Confirmation that the ticket exchange will open only when the entire stadium has sold out effectively means there is no exchange. Wembley rarely, if ever, officially sells out. And certainly not at the prices THFC is charging.
We had lobbied for the exchange to open by area. Spurs made the decision to sell almost all of Level 1 (lower tier) exclusively to Season Ticket holders in an attempt to preserve atmosphere. This means members will be left with mainly Level 5 (top tier) seats.
By opening the exchange once Level 1 had sold out, Season Ticket holders would have been offered a functional resale platform. And members would have had the option to purchase a seat in the lower bowl. The Club has chosen not to do this.

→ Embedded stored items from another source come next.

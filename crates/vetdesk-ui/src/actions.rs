// Copyright 2026 Phillip Cloud
// Licensed under the Apache License, Version 2.0

use std::collections::BTreeMap;

use tracing::warn;
use vetdesk_dom::{Document, NodeId};

pub const DISABLED_CLASS: &str = "disabled";

/// Maps action names found in markup to a page's typed actions. The same
/// table serves the hidden template buttons and the transient wheel menu.
#[derive(Debug, Clone)]
pub struct ActionRegistry<A> {
    entries: BTreeMap<String, A>,
}

impl<A> Default for ActionRegistry<A> {
    fn default() -> Self {
        Self {
            entries: BTreeMap::new(),
        }
    }
}

impl<A: Copy> ActionRegistry<A> {
    pub fn new() -> Self {
        Self::default()
    }

    #[must_use]
    pub fn with(mut self, name: &str, action: A) -> Self {
        self.register(name, action);
        self
    }

    pub fn register(&mut self, name: &str, action: A) {
        self.entries.insert(name.to_owned(), action);
    }

    pub fn lookup(&self, name: &str) -> Option<A> {
        self.entries.get(name).copied()
    }

    pub fn len(&self) -> usize {
        self.entries.len()
    }

    pub fn is_empty(&self) -> bool {
        self.entries.is_empty()
    }

    pub fn resolve(&self, doc: &Document, node: NodeId) -> Option<A> {
        action_name(doc, node).and_then(|name| self.lookup(name))
    }

    /// Disables every action button under `scope` whose name has no handler.
    /// Returns how many were disabled.
    pub fn disable_unresolved(&self, doc: &mut Document, scope: NodeId) -> usize {
        let mut disabled = 0;
        for node in action_buttons(doc, scope) {
            if self.resolve(doc, node).is_some() {
                continue;
            }
            warn!(
                action = action_name(doc, node).unwrap_or("<none>"),
                "action button has no handler"
            );
            doc.add_class(node, DISABLED_CLASS);
            doc.set_attribute(node, "disabled", "");
            disabled += 1;
        }
        disabled
    }
}

/// Buttons under `scope` that carry an action, either `data-action` or a
/// legacy `onclick` call.
pub fn action_buttons(doc: &Document, scope: NodeId) -> Vec<NodeId> {
    doc.descendants(scope)
        .into_iter()
        .filter(|node| {
            doc.data(*node, "action").is_some() || doc.attribute(*node, "onclick").is_some()
        })
        .collect()
}

/// `data-action`, else the function name of an `onclick="fn(this)"` handler.
pub fn action_name(doc: &Document, node: NodeId) -> Option<&str> {
    if let Some(name) = doc.data(node, "action") {
        let name = name.trim();
        return (!name.is_empty()).then_some(name);
    }
    doc.attribute(node, "onclick").and_then(onclick_function)
}

pub fn onclick_function(source: &str) -> Option<&str> {
    let source = source.trim();
    let (name, _) = source.split_once('(')?;
    let name = name.trim();
    let name = name.strip_prefix("window.").unwrap_or(name);
    let valid = !name.is_empty()
        && !name.starts_with(|ch: char| ch.is_ascii_digit())
        && name
            .chars()
            .all(|ch| ch.is_ascii_alphanumeric() || ch == '_' || ch == '$');
    valid.then_some(name)
}

#[cfg(test)]
mod tests {
    use super::{ActionRegistry, DISABLED_CLASS, action_name, onclick_function};
    use vetdesk_dom::Document;

    #[derive(Debug, Clone, Copy, PartialEq, Eq)]
    enum Action {
        Edit,
        Remove,
    }

    #[test]
    fn onclick_function_names() {
        assert_eq!(
            onclick_function("editarProducto(this)"),
            Some("editarProducto")
        );
        assert_eq!(onclick_function(" window.eliminar( 3 ) "), Some("eliminar"));
        assert_eq!(onclick_function("alert"), None);
        assert_eq!(onclick_function("1abc()"), None);
        assert_eq!(onclick_function("a.b()"), None);
    }

    #[test]
    fn data_action_wins_over_onclick() {
        let mut doc = Document::new();
        let button = doc
            .build("button")
            .data("action", "editar")
            .attr("onclick", "eliminarProducto(this)")
            .build();
        assert_eq!(action_name(&doc, button), Some("editar"));

        let legacy = doc
            .build("button")
            .attr("onclick", "eliminarProducto(this)")
            .build();
        let registry = ActionRegistry::new()
            .with("editar", Action::Edit)
            .with("eliminarProducto", Action::Remove);
        assert_eq!(registry.resolve(&doc, button), Some(Action::Edit));
        assert_eq!(registry.resolve(&doc, legacy), Some(Action::Remove));
    }

    #[test]
    fn unresolved_buttons_are_disabled() {
        let mut doc = Document::new();
        let body = doc.body();
        let list = doc.build("div").append_to(body);
        let known = doc.build("button").data("action", "editar").append_to(list);
        let unknown = doc
            .build("button")
            .data("action", "imprimir")
            .append_to(list);
        let registry = ActionRegistry::new().with("editar", Action::Edit);

        assert_eq!(registry.disable_unresolved(&mut doc, list), 1);
        assert!(doc.has_class(unknown, DISABLED_CLASS));
        assert!(!doc.has_class(known, DISABLED_CLASS));
    }
}
// Copyright 2026 Phillip Cloud
// Licensed under the Apache License, Version 2.0

/// Bounding box in viewport units (pixels for a browser, cells for a terminal).
#[derive(Debug, Clone, Copy, PartialEq, Eq, Default)]
pub struct Rect {
    pub x: i32,
    pub y: i32,
    pub width: i32,
    pub height: i32,
}

impl Rect {
    pub const fn new(x: i32, y: i32, width: i32, height: i32) -> Self {
        Self {
            x,
            y,
            width,
            height,
        }
    }

    pub const fn top(self) -> i32 {
        self.y
    }

    pub const fn bottom(self) -> i32 {
        self.y + self.height
    }

    pub const fn left(self) -> i32 {
        self.x
    }

    pub const fn right(self) -> i32 {
        self.x + self.width
    }

    pub const fn is_empty(self) -> bool {
        self.width <= 0 || self.height <= 0
    }

    pub const fn contains_point(self, x: i32, y: i32) -> bool {
        x >= self.left() && x < self.right() && y >= self.top() && y < self.bottom()
    }
}
// Copyright 2026 Phillip Cloud
// Licensed under the Apache License, Version 2.0

use anyhow::{Context, Result};
use std::path::PathBuf;
use time::macros::date;
use time::{Date, Time};
use vetdesk_app::validation::{format_rut, rut_check_digit};
use vetdesk_app::{
    Appointment, Catalog, ClientFormInput, ClinicService, InventoryItem, Pet, PetId, ProductId,
    ServiceCategory, ServiceId, Species,
};

/// Seed behind [`demo_catalog`].
pub const DEMO_SEED: u64 = 2026;

const PROVIDERS: [&str; 5] = [
    "Drag Pharma",
    "Veterquímica",
    "Royal Canin",
    "Bayer Animal",
    "Distribuidora Sur",
];

const PRODUCTS: [(&str, Species); 14] = [
    ("Alimento adulto 15 kg", Species::Dog),
    ("Alimento cachorro 3 kg", Species::Dog),
    ("Pipeta antipulgas", Species::Dog),
    ("Collar antiparasitario", Species::Dog),
    ("Shampoo dermatológico", Species::Dog),
    ("Alimento gato esterilizado", Species::Cat),
    ("Arena sanitaria 10 kg", Species::Cat),
    ("Snack dental felino", Species::Cat),
    ("Antiparasitario interno gato", Species::Cat),
    ("Malta para bolas de pelo", Species::Cat),
    ("Heno para conejo", Species::Exotic),
    ("Semillas para cacatúa", Species::Exotic),
    ("Vitaminas para reptiles", Species::Exotic),
    ("Sustrato para hámster", Species::Exotic),
];

const SERVICES: [(&str, ServiceCategory, u32); 10] = [
    ("Consulta general", ServiceCategory::Consultation, 30),
    ("Consulta de urgencia", ServiceCategory::Consultation, 45),
    ("Control post operatorio", ServiceCategory::Consultation, 20),
    ("Vacuna óctuple", ServiceCategory::Vaccination, 15),
    ("Vacuna antirrábica", ServiceCategory::Vaccination, 15),
    ("Vacuna triple felina", ServiceCategory::Vaccination, 15),
    ("Esterilización", ServiceCategory::Surgery, 120),
    ("Limpieza dental", ServiceCategory::Surgery, 90),
    ("Baño y corte", ServiceCategory::Grooming, 60),
    ("Corte de uñas", ServiceCategory::Grooming, 15),
];

const APPOINTMENT_KINDS: [&str; 5] = ["Consulta", "Vacunación", "Control", "Cirugía", "Peluquería"];

const PET_NAMES: [&str; 16] = [
    "Luna", "Toby", "Rocco", "Nala", "Simba", "Kira", "Max", "Olivia", "Coco", "Bruno", "Mía",
    "Thor", "Canela", "Pelusa", "Copito", "Manchas",
];

const FIRST_NAMES: [&str; 12] = [
    "Camila", "Matías", "Valentina", "Benjamín", "Antonia", "Joaquín", "Catalina", "Tomás",
    "Josefa", "Vicente", "Fernanda", "Ignacio",
];
const LAST_NAMES: [&str; 12] = [
    "González", "Muñoz", "Rojas", "Díaz", "Pérez", "Soto", "Contreras", "Silva", "Martínez",
    "Sepúlveda", "Morales", "Fuentes",
];

const EMAIL_DOMAINS: [&str; 4] = ["gmail.com", "hotmail.com", "vtr.net", "clinica.cl"];

#[derive(Debug, Clone)]
struct DeterministicRng {
    state: u64,
}

impl DeterministicRng {
    fn new(seed: u64) -> Self {
        let mut state = seed ^ 0x9E37_79B9_7F4A_7C15;
        if state == 0 {
            state = 0xA409_3822_299F_31D0;
        }
        Self { state }
    }

    fn next_u64(&mut self) -> u64 {
        self.state = self
            .state
            .wrapping_mul(6_364_136_223_846_793_005)
            .wrapping_add(1_442_695_040_888_963_407);

        let mut x = self.state;
        x ^= x >> 13;
        x ^= x << 7;
        x ^= x >> 17;
        x
    }

    fn int_n(&mut self, n: usize) -> usize {
        if n <= 1 {
            return 0;
        }
        (self.next_u64() % (n as u64)) as usize
    }
}

/// Seeded generator for clinic fixtures. The same seed always yields the
/// same catalog, clients and agenda.
#[derive(Debug, Clone)]
pub struct ClinicFaker {
    rng: DeterministicRng,
}

impl ClinicFaker {
    pub fn new(seed: u64) -> Self {
        let normalized = if seed == 0 { 1 } else { seed };
        Self {
            rng: DeterministicRng::new(normalized),
        }
    }

    pub fn int_n(&mut self, n: usize) -> usize {
        self.rng.int_n(n)
    }

    pub fn catalog(&mut self) -> Catalog {
        let products = PRODUCTS
            .iter()
            .enumerate()
            .map(|(index, (name, species))| self.product(index as i64 + 1, name, *species))
            .collect();
        let services = SERVICES
            .iter()
            .enumerate()
            .map(|(index, (name, category, minutes))| ClinicService {
                id: ServiceId::new(index as i64 + 1),
                name: (*name).to_owned(),
                category: *category,
                price_clp: self.price(8_000, 180_000),
                duration_minutes: *minutes,
                active: self.int_n(5) != 0,
            })
            .collect();
        let pets = (0..PET_NAMES.len())
            .map(|index| self.pet(index as i64 + 1, PET_NAMES[index]))
            .collect();
        Catalog {
            products,
            services,
            pets,
            appointment_kinds: APPOINTMENT_KINDS
                .iter()
                .map(|kind| (*kind).to_owned())
                .collect(),
        }
    }

    /// The stock level cycles with `id`, so any three consecutive products
    /// cover every [`vetdesk_app::StockLevel`].
    pub fn product(&mut self, id: i64, name: &str, species: Species) -> InventoryItem {
        let min_stock = self.int_range_u32(3, 10);
        let stock = match id.rem_euclid(3) {
            0 => 0,
            1 => self.int_range_u32(1, min_stock),
            _ => self.int_range_u32(min_stock + 1, 80),
        };
        InventoryItem {
            id: ProductId::new(id),
            name: name.to_owned(),
            species,
            stock,
            min_stock,
            provider: (*self.pick(&PROVIDERS)).to_owned(),
            price_clp: self.price(1_990, 64_990),
        }
    }

    pub fn pet(&mut self, id: i64, name: &str) -> Pet {
        Pet {
            id: PetId::new(id),
            name: name.to_owned(),
            species: *self.pick(&Species::ALL),
            owner: self.full_name(),
        }
    }

    /// A client form that passes validation, with a real RUT check digit.
    pub fn client(&mut self) -> ClientFormInput {
        let first = self.pick(&FIRST_NAMES);
        let last = self.pick(&LAST_NAMES);
        let body = self.int_range_u32(5_000_000, 25_999_999).to_string();
        let check = rut_check_digit(&body).unwrap_or('0');
        let domain = self.pick(&EMAIL_DOMAINS);
        ClientFormInput {
            name: format!("{first} {last}"),
            rut: format_rut(&format!("{body}{check}")),
            email: format!(
                "{}.{}@{domain}",
                ascii_fold(first).to_ascii_lowercase(),
                ascii_fold(last).to_ascii_lowercase()
            ),
            phone: format!(
                "+56 9 {:04} {:04}",
                self.int_range_u32(1_000, 9_999),
                self.int_range_u32(0, 9_999)
            ),
        }
    }

    /// Appointments for one day, on the half-hour grid between 09:00 and
    /// 18:30, sorted by time without duplicates.
    pub fn appointments(&mut self, catalog: &Catalog) -> Vec<Appointment> {
        let count = self.int_n(7);
        let mut slots: Vec<u8> = Vec::with_capacity(count);
        while slots.len() < count {
            let slot = self.int_n(20) as u8;
            if !slots.contains(&slot) {
                slots.push(slot);
            }
        }
        slots.sort_unstable();
        slots
            .into_iter()
            .filter_map(|slot| {
                let minutes = 9 * 60 + u16::from(slot) * 30;
                let time = Time::from_hms((minutes / 60) as u8, (minutes % 60) as u8, 0).ok()?;
                let pet = if catalog.pets.is_empty() {
                    (*self.pick(&PET_NAMES)).to_owned()
                } else {
                    catalog.pets[self.int_n(catalog.pets.len())].name.clone()
                };
                Some(Appointment {
                    time,
                    kind: (*self.pick(&APPOINTMENT_KINDS)).to_owned(),
                    pet,
                })
            })
            .collect()
    }

    fn full_name(&mut self) -> String {
        let first = self.pick(&FIRST_NAMES);
        let last = self.pick(&LAST_NAMES);
        format!("{first} {last}")
    }

    /// Peso price rounded to end in 990.
    fn price(&mut self, min: u32, max: u32) -> i64 {
        let raw = i64::from(self.int_range_u32(min, max));
        (raw / 1_000) * 1_000 + 990
    }

    fn int_range_u32(&mut self, min: u32, max: u32) -> u32 {
        if max <= min {
            return min;
        }
        let span = (max - min + 1) as usize;
        min + self.int_n(span) as u32
    }

    fn pick<'a, T>(&mut self, values: &'a [T]) -> &'a T {
        &values[self.int_n(values.len())]
    }
}

/// Catalog used by `--demo` and the host tests.
pub fn demo_catalog() -> Catalog {
    ClinicFaker::new(DEMO_SEED).catalog()
}

/// Deterministic agenda for `date`: each day gets its own seed.
pub fn demo_appointments(catalog: &Catalog, date: Date) -> Vec<Appointment> {
    let seed = DEMO_SEED ^ u64::from(date.to_julian_day().unsigned_abs());
    ClinicFaker::new(seed).appointments(catalog)
}

pub fn fixture_date() -> Date {
    date!(2026 - 03 - 09)
}

pub fn temp_catalog_path(catalog: &Catalog) -> Result<(tempfile::TempDir, PathBuf)> {
    let dir = tempfile::tempdir().context("create temp dir")?;
    let path = dir.path().join("catalogo.json");
    let json = serde_json::to_string_pretty(catalog).context("encode catalog")?;
    std::fs::write(&path, json).with_context(|| format!("write {}", path.display()))?;
    Ok((dir, path))
}

fn ascii_fold(value: &str) -> String {
    value
        .chars()
        .map(|c| match c {
            'á' => 'a',
            'é' => 'e',
            'í' => 'i',
            'ó' => 'o',
            'ú' | 'ü' => 'u',
            'ñ' => 'n',
            'Á' => 'A',
            'É' => 'E',
            'Í' => 'I',
            'Ó' => 'O',
            'Ú' => 'U',
            'Ñ' => 'N',
            other => other,
        })
        .collect()
}

#[cfg(test)]
mod tests {
    use super::{
        APPOINTMENT_KINDS, ClinicFaker, PET_NAMES, PROVIDERS, demo_appointments, demo_catalog,
        fixture_date, temp_catalog_path,
    };
    use std::collections::BTreeSet;
    use vetdesk_app::{Catalog, StockLevel};

    #[test]
    fn same_seed_same_catalog() {
        let left = ClinicFaker::new(42).catalog();
        let right = ClinicFaker::new(42).catalog();
        assert_eq!(left, right);
    }

    #[test]
    fn demo_catalog_covers_every_stock_level() {
        let catalog = demo_catalog();
        let levels: BTreeSet<&str> = catalog
            .products
            .iter()
            .map(|item| item.stock_level().as_str())
            .collect();
        for level in StockLevel::ALL {
            assert!(levels.contains(level.as_str()), "missing {level:?}");
        }
        assert!(catalog.providers().len() > 1);
        assert!(!catalog.appointment_kinds.is_empty());
    }

    #[test]
    fn picked_names_come_from_the_constant_tables() {
        let mut faker = ClinicFaker::new(11);
        let item = faker.product(1, "Pipeta antipulgas", vetdesk_app::Species::Dog);
        assert!(PROVIDERS.contains(&item.provider.as_str()));

        let appointments: Vec<_> = (0..20)
            .flat_map(|_| faker.appointments(&Catalog::default()))
            .collect();
        assert!(!appointments.is_empty());
        for appointment in &appointments {
            assert!(PET_NAMES.contains(&appointment.pet.as_str()));
            assert!(APPOINTMENT_KINDS.contains(&appointment.kind.as_str()));
        }
    }

    #[test]
    fn ids_are_unique() {
        let catalog = demo_catalog();
        let ids: BTreeSet<i64> = catalog.products.iter().map(|item| item.id.get()).collect();
        assert_eq!(ids.len(), catalog.products.len());
        let ids: BTreeSet<i64> = catalog.pets.iter().map(|pet| pet.id.get()).collect();
        assert_eq!(ids.len(), catalog.pets.len());
    }

    #[test]
    fn generated_clients_validate() {
        let mut faker = ClinicFaker::new(7);
        for _ in 0..50 {
            let client = faker.client();
            client.validate().expect("generated client is valid");
            assert!(client.email.is_ascii());
        }
    }

    #[test]
    fn appointments_sit_on_the_grid_without_duplicates() {
        let catalog = demo_catalog();
        let mut date = fixture_date();
        for _ in 0..30 {
            let appointments = demo_appointments(&catalog, date);
            let mut previous = None;
            for appointment in &appointments {
                assert!(appointment.time.minute() == 0 || appointment.time.minute() == 30);
                assert!((9..=18).contains(&appointment.time.hour()));
                assert!(previous < Some(appointment.time), "sorted and unique");
                previous = Some(appointment.time);
            }
            assert_eq!(appointments, demo_appointments(&catalog, date));
            date = date.next_day().expect("next day");
        }
    }

    #[test]
    fn catalog_file_round_trips() -> anyhow::Result<()> {
        let catalog = demo_catalog();
        let (_dir, path) = temp_catalog_path(&catalog)?;
        let loaded: Catalog = serde_json::from_str(&std::fs::read_to_string(path)?)?;
        assert_eq!(loaded, catalog);
        Ok(())
    }
}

Given the price differential from Level 1 to Level 5, the extortionate £7.50 transactional charge levied on each seat purchased via the exchange, and given that a lower bowl seat is a vastly different experience to an upper tier seat, concerns around cannibalising primary sales were, in our opinion, marginal. The Club disagreed.
We believe the ticket exchange announcement is the latest in a series of mistakes made by the Club this summer; mistakes that will have a negative impact on supporters and the Club itself. Every action has a consequence, and the Club has seemingly stumbled from one bad decision to another, increasingly boxing itself in.
Let's recap on some of those key decisions. The Club refused to allow a Season Ticket amnesty, or sabbatical, for both renewals and new Season Ticket purchases, forcing fans to commit for Wembley or lose their chance of a guaranteed seat in the new stadium.
Season Tickets were then priced at a level above what we, and a significant proportion of supporters, were expecting. They were also priced in isolation from match day pricing, meaning when the Club came to set those individual match prices, it was limited by the parameters it had already set for itself. Match day pricing was, as a consequence, not one designed to fill a 90,000 seater stadium. Certainly not the 'bums on seats' policy deployed with such success for the European campaign last season.
One positive decision was ending the partnership with StubHub. This presented the Club with an opportunity to tailor-make a platform that reflected the exceptional circumstances of next season and maintained an important service for fans. The Club has not grasped this opportunity.
The Club has, however, left itself a get out. It says it reserves the right to vary the criteria that triggers the exchange opening. It is going to have to do that if fans are to be given anything approaching a fair system, and if the embarrassment of empty seats is to be avoided. It can wait for evidence of its mistake to emerge, damaging the Club's reputation, or it can respond to the widespread opposition already voiced by fans. Announcing clearly that the ticket exchange will open as sections sell out would show that the Club does listen to its fans, and would offer practical benefits to the Club and its supporters. We urge fans to make their feelings known directly to the Club.
We remain as willing as we've always been to work constructively together with the Club.